It only lasted for 20 seconds, but the magnitude 7.8 earthquake that rocked Nepal at midday on 25 April 2015 has impacted the country on an unprecedented scale. More than 8000 Nepalese were killed. Twice as many were injured. Many people have been left homeless after their houses were destroyed. Others, scared of aftershocks, now sleep under the open sky.

Just over two weeks later, on Tuesday 11 May, another 7.4 magnitude earthquake hit the country. The casualty list continues to grow.

Although the initial quake also hit the capital city of Kathmandu, the worst affected areas are in the adjoining districts — some so remote that it took a week for the first batch of relief materials to arrive.
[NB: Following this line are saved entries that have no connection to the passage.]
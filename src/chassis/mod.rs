// Chassis motion: planning displacement requests into timed velocity commands
//
// Provides:
// - Friction-compensated duration planning (one velocity, one duration)
// - The zero-velocity guard that ends every planned motion

mod guard;
pub mod planner;

pub use guard::HaltGuard;
pub use planner::{ChassisCommand, ChassisPlanner, FrictionCoeffs, MoveRequest};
In the capital, the heritage sites of centuries old temples and palaces were razed to the ground and many houses — old and new — collapsed. Pictures of cracked high-rise apartment buildings, the icons of Nepal’s economic progress, flooded social media. Many people believe that the impact would have been a lot more devastating had the earthquake not taken place on a Saturday, when offices and schools were closed.

While the response from the army, police and Nepal’s friendly neighbors were immediate, key government officials, political parties and political civil society have still found responding difficult, and efforts were often made by individuals rather than Nepalese society. The Prime Minister of Bhutan Tshering Tobgay personally delivered a check of US$1 million and a team of 68 people, comprising of doctors and paramedics. Air traffic controllers worked overtime and managed 450 flights on a single day at Tribhuvan, Nepal’s only international airport.

Many arms of the government worked well. The state-owned Nepal Telecom provided free text and phone calls as more international service providers like Skype and Viber joined in to make calls to Nepal free. The electricity grid was restored quickly and some key officials in the government worked non-stop coordinating relief work.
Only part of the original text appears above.